• **Work required**
Set down, word for word, the stretch of lines from the one containing "String, status: u16" to the end of the records below.

• **Task data**
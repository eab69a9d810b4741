//! Feed clients driven end to end through the facade against canned bodies.

use tabula::{
    ApiCredentials, FeedWindow, FixtureTransport, GeocodeClient, JoinHow, MergeSpec,
    QuakeFeedClient, Scalar, SocialFeedClient, merge,
};

#[test]
fn quake_feed_merges_against_a_local_severity_table() {
    let transport = FixtureTransport::new();
    transport
        .register(
            "https://quake.test/all_week.geojson",
            r#"{"features": [
                {"id": "q1", "properties": {"mag": 6.1, "place": "offshore", "time": 0, "tsunami": 1},
                 "geometry": {"coordinates": [10.0, 20.0, 30.0]}},
                {"id": "q2", "properties": {"mag": 2.0, "place": "inland", "time": 0, "tsunami": 0},
                 "geometry": {"coordinates": [11.0, 21.0, 5.0]}}
            ]}"#,
        )
        .expect("register");

    let quakes = QuakeFeedClient::new(transport)
        .with_base_url("https://quake.test")
        .fetch(FeedWindow::PastWeek)
        .expect("fetch");

    let severity = tabula::DataFrame::from_pairs(vec![
        ("tsunami", vec![Scalar::Int64(0), Scalar::Int64(1)]),
        ("alert", vec![Scalar::from("watch"), Scalar::from("warning")]),
    ])
    .expect("severity");

    let out = merge(&quakes, &severity, &MergeSpec::on(JoinHow::Left, "tsunami")).expect("merge");
    assert_eq!(out.len(), 2);
    assert_eq!(
        out.column("alert").expect("alert").values(),
        &[Scalar::from("warning"), Scalar::from("watch")]
    );
}

#[test]
fn geocode_and_timeline_clients_share_the_transport_seam() {
    let transport = FixtureTransport::new();
    transport
        .register(
            "https://geo.test/find",
            r#"{"candidates": [{"address": "Austin, Texas", "location": {"x": -97.7, "y": 30.3}, "score": 99.0}]}"#,
        )
        .expect("register geocode");
    transport
        .register(
            "https://social.test/timeline",
            r#"[{"id": 1, "created_at": "now", "text": "hi", "retweet_count": 0, "favorite_count": 2}]"#,
        )
        .expect("register timeline");

    let places = GeocodeClient::new(transport.clone())
        .with_endpoint("https://geo.test/find")
        .geocode("Austin", 1)
        .expect("geocode");
    assert_eq!(
        places.column("label").expect("label").values(),
        &[Scalar::from("Austin, Texas")]
    );

    let credentials = ApiCredentials::from_json_str(
        r#"{"consumer_key": "ck", "consumer_secret": "cs",
            "access_token": "at", "access_token_secret": "ats"}"#,
    )
    .expect("credentials");
    let posts = SocialFeedClient::new(transport, credentials)
        .with_endpoints("https://social.test/timeline", "https://social.test/stream")
        .user_timeline("someone", 1)
        .expect("timeline");
    assert_eq!(posts.column("text").expect("text").values(), &[Scalar::from("hi")]);
}
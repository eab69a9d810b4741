#![forbid(unsafe_code)]

pub mod credentials;
pub mod geocode;
pub mod quake;
pub mod social;
pub mod stream;
pub mod transport;

use thiserror::Error;

pub use credentials::ApiCredentials;
pub use geocode::GeocodeClient;
pub use quake::{FeedWindow, QuakeFeedClient};
pub use social::SocialFeedClient;
pub use stream::JsonLineStream;
pub use transport::{FixtureTransport, HttpTransport, Transport};

#[derive(Debug, Error)]
pub enum FetchError {
    #[error("request to {url} failed with status {status}")]
    Status { url: String, status: u16 },
    #[error("response is missing expected field {context:?}")]
    MalformedDocument { context: &'static str },
    #[error("no fixture body registered for {0}")]
    FixtureMissing(String),
    #[error("fixture transport lock poisoned")]
    FixtureLockPoisoned,
    #[error(transparent)]
    Http(#[from] reqwest::Error),
    #[error(transparent)]
    Io(#[from] std::io::Error),
    #[error(transparent)]
    Json(#[from] serde_json::Error),
    #[error(transparent)]
    Column(#[from] tb_columnar::ColumnError),
    #[error(transparent)]
    Frame(#[from] tb_frame::FrameError),
}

• **Result of the task**
    Status { url: String, status: u16 },
    #[error("response is missing expected field {context:?}")]
    MalformedDocument { context: &'static str },
    #[error("no fixture body registered for {0}")]
    FixtureMissing(String),
    #[error("fixture transport lock poisoned")]
    FixtureLockPoisoned,
    #[error(transparent)]
    Http(#[from] reqwest::Error),
    #[error(transparent)]
    Io(#[from] std::io::Error),
    #[error(transparent)]
    Json(#[from] serde_json::Error),
    #[error(transparent)]
    Column(#[from] tb_columnar::ColumnError),
    #[error(transparent)]
    Frame(#[from] tb_frame::FrameError),
}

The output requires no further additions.